EXTRACTED DATA:
use std::sync::LazyLock;

use regex::Regex;

static SEGMENT_RE: LazyLock<Regex> =
    LazyLock::new(|| Regex::new(r"^[A-Za-z0-9_\-]+$").expect("valid regex"));

/// Returns true when the string is a full context expression, i.e. a
/// `$.`-rooted path. Anything else is treated as a literal.
pub fn is_expression(s: &str) -> bool {
    s.starts_with("$.")
}

/// A parsed `$`-rooted path, e.g. `$.steps.swap.output.txHash`.
#[derive(Debug, Clone, PartialEq, Eq)]
pub struct ContextPath {
    pub segments: Vec<String>,
}

pub fn parse_path(expr: &str) -> Result<ContextPath, ResolutionError> {
    let Some(rest) = expr.strip_prefix("$.") else {
        return Err(ResolutionError::NotAnExpression(expr.to_string()));
    };
    if rest.is_empty() {
        return Err(ResolutionError::EmptyPath(expr.to_string()));
    }

    let mut segments = Vec::new();
    for part in rest.split('.') {
        if !SEGMENT_RE.is_match(part) {
            return Err(ResolutionError::InvalidSegment {
                expression: expr.to_string(),
                segment: part.to_string(),
            });
        }
        segments.push(part.to_string());
    }

    Ok(ContextPath { segments })
}

#[derive(Debug, Clone, PartialEq, Eq, thiserror::Error)]
pub enum ResolutionError {
    #[error("not a context expression: {0}")]
    NotAnExpression(String),
    #[error("expression has no path segments: {0}")]
    EmptyPath(String),
    #[error("invalid path segment '{segment}' in expression: {expression}")]
    InvalidSegment { expression: String, segment: String },
    #[error("unknown context root '{root}' in expression: {expression}")]
    UnknownRoot { expression: String, root: String },
    #[error("expression does not resolve to a value in the context: {0}")]
    MissingPath(String),
}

YOUR OBJECTIVE: With the line containing "expression, i.e. a" as the last one, please set down exactly the lines of the records above from their very first line, and nothing more.

WRITTEN RESPONSE:
use std::sync::LazyLock;

use regex::Regex;

static SEGMENT_RE: LazyLock<Regex> =
    LazyLock::new(|| Regex::new(r"^[A-Za-z0-9_\-]+$").expect("valid regex"));

/// Returns true when the string is a full context expression, i.e. a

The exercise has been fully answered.